I felt like I was going to throw up. Deep down I had known that something serious must have happened to make Eva cut her mother off. Eva wasn’t some spoiled brat or someone who just couldn’t handle having a religious zealot for a mother. She had grown accustomed to her mother’s hurtful comments and generalized distaste. It was what she was used to. But what had shattered Eva, what she couldn’t look past was that her mother had betrayed her. Eva had been sexually assaulted and who did she run to for help? Her mother. Because she had thought that despite everything, her mother would have put her own feelings about her daughter aside and believed her, her only child. Instead Marcia had dragged her in front of that priest and accused her of lying. And what did that fucking priest do? He basically proved to Eva that she couldn’t trust anyone, her mother and the church included.

“Don’t you dare look at me like that,” she seethed.

“Like what?” I hadn’t noticed that I was staring at her because I was still trying to process what she had told me. It was a damned miracle, an act of God really, that Eva had come for Thanksgiving, that she was giving any member of her mother’s new family the time of day.

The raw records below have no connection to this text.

//! Pomotab Library
//!
//! This library provides the core functionality for the pomotab timer.
//! It includes:
//! - A shared tick source with stale-tick rejection
//! - One countdown state machine per tab (Pomodoro, Short Break, Long Break)
//! - Tab coordination: a single active tab, reset on switch
//! - IPC server/client for daemon-CLI communication
//! - Persisted session durations and mute preference
//! - Desktop completion alerts

pub mod cli;
pub mod daemon;
pub mod notification;
pub mod settings;
pub mod types;

// Re-export commonly used types for convenience
pub use types::{
    CountdownStatus, IpcRequest, IpcResponse, ResponseData, SessionKind, SessionRegistry,
    SessionUpdate, TimerSnapshot,
};

pub use daemon::{Clock, Countdown, ManualClock, TabCoordinator, TickSource, TimerEvent};

pub use notification::{
    AlertDispatcher, DesktopNotifier, MockNotifier, NotificationError, Notifier, SessionAlert,
};

pub use settings::{Settings, SettingsError, SettingsStore};
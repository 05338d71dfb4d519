//! Display utilities for the pomotab CLI.
//!
//! This module provides formatted output for:
//! - Command results
//! - Error messages
//! - Status display with the three tabs

use crate::types::{IpcResponse, ResponseData, SessionKind};

/// Width of the status progress bar, in characters
const PROGRESS_BAR_WIDTH: usize = 20;

// ============================================================================
// Display
// ============================================================================

/// Display utilities for CLI output.
pub struct Display;

impl Display {
    /// Shows the result of a playback or tab command: the daemon's message
    /// followed by the remaining time of the active tab.
    pub fn show_result(response: &IpcResponse) {
        for line in Self::result_lines(response) {
            println!("{}", line);
        }
    }

    /// Shows the result of the settings command.
    pub fn show_settings(response: &IpcResponse) {
        println!("* {}", response.message);

        if let Some(sessions) = response.data.as_ref().and_then(|d| d.sessions) {
            for kind in SessionKind::ALL {
                println!("  {:<12} {}", kind.label(), format_time(sessions.get(kind)));
            }
        }
    }

    /// Shows the current timer status.
    pub fn show_status(response: &IpcResponse) {
        for line in Self::status_lines(response) {
            println!("{}", line);
        }
    }

    /// Shows an error message.
    pub fn show_error(message: &str) {
        eprintln!("エラー: {}", message);
    }

    fn result_lines(response: &IpcResponse) -> Vec<String> {
        let mut lines = vec![format!("* {}", response.message)];

        if let Some(data) = &response.data {
            if let (Some(kind), Some(remaining)) = (data.active_kind, data.remaining_seconds) {
                lines.push(format!("  {}: {}", kind.label(), format_time(remaining)));
            }
        }

        lines
    }

    fn status_lines(response: &IpcResponse) -> Vec<String> {
        let mut lines = vec![
            "ポモドーロタイマー ステータス".to_string(),
            "─────────────────────────────".to_string(),
        ];

        let Some(data) = &response.data else {
            lines.push("タイマーは起動していません".to_string());
            return lines;
        };

        if let Some(active) = data.active_kind {
            lines.push(format!("タブ: {}", tab_strip(active)));
        }

        let state = data.state.as_deref().unwrap_or("unknown");
        lines.push(format!("状態: {}", state_label(state)));

        if let Some(remaining) = data.remaining_seconds {
            lines.push(format!("残り時間: {}", format_time(remaining)));
        }
        if let Some(bar) = progress_bar(data) {
            lines.push(bar);
        }
        if let Some(muted) = data.muted {
            lines.push(format!("通知音: {}", if muted { "ミュート" } else { "オン" }));
        }

        lines
    }
}

/// Formats seconds as `m:ss`. Minutes are not wrapped into hours.
pub fn format_time(total_seconds: u32) -> String {
    format!("{}:{:02}", total_seconds / 60, total_seconds % 60)
}

fn state_label(state: &str) -> &str {
    match state {
        "idle" => "待機中",
        "running" => "計測中",
        "paused" => "一時停止中",
        "done" => "完了",
        _ => state,
    }
}

/// Renders the three tabs with the active one bracketed.
fn tab_strip(active: SessionKind) -> String {
    SessionKind::ALL
        .iter()
        .map(|kind| {
            if *kind == active {
                format!("[{}]", kind.label())
            } else {
                kind.label().to_string()
            }
        })
        .collect::<Vec<_>>()
        .join(" | ")
}

/// Bar that empties as the countdown runs down.
fn progress_bar(data: &ResponseData) -> Option<String> {
    let percent = data.remaining_percent()?;
    let filled = ((percent / 100.0) * PROGRESS_BAR_WIDTH as f64).round() as usize;
    let filled = filled.min(PROGRESS_BAR_WIDTH);
    Some(format!(
        "[{}{}] {:.0}%",
        "#".repeat(filled),
        "-".repeat(PROGRESS_BAR_WIDTH - filled),
        percent
    ))
}

// ============================================================================
// Tests
// ============================================================================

“I don’t want you to feel sorry for me and I definitely don’t want your pity.” She walked farther into the field.

“I don’t pity you,” I said, trailing after her.

“No? Then why did you just look at me like I’m broken? Did your mind drift to what Kevin had said?”

The mention of his name made me see fucking red. I stormed up to her and grabbed her arm. “Don’t ever say his name again in my presence. Do you understand?” She looked down at where I was clenching her arm and I released her immediately.

“Kevin said that only women who have been abused could want what I crave, what I need so fucking much that I struggle to breathe sometimes.”

I cupped her cheek, and she trembled beneath my touch. “God, you’re not broken—you’re so fucking perfect that it’s taking the last of my reserves not to drag you into those woods over there and bury myself inside you.”

Damnit if her eyes didn’t drift over to the woods, which were only a few feet away and I groaned. I had to have her. I grabbed her hand and pulled her into the woods and walked until I felt she would be protected from prying eyes. Behind a tall oak tree I dropped to my knees.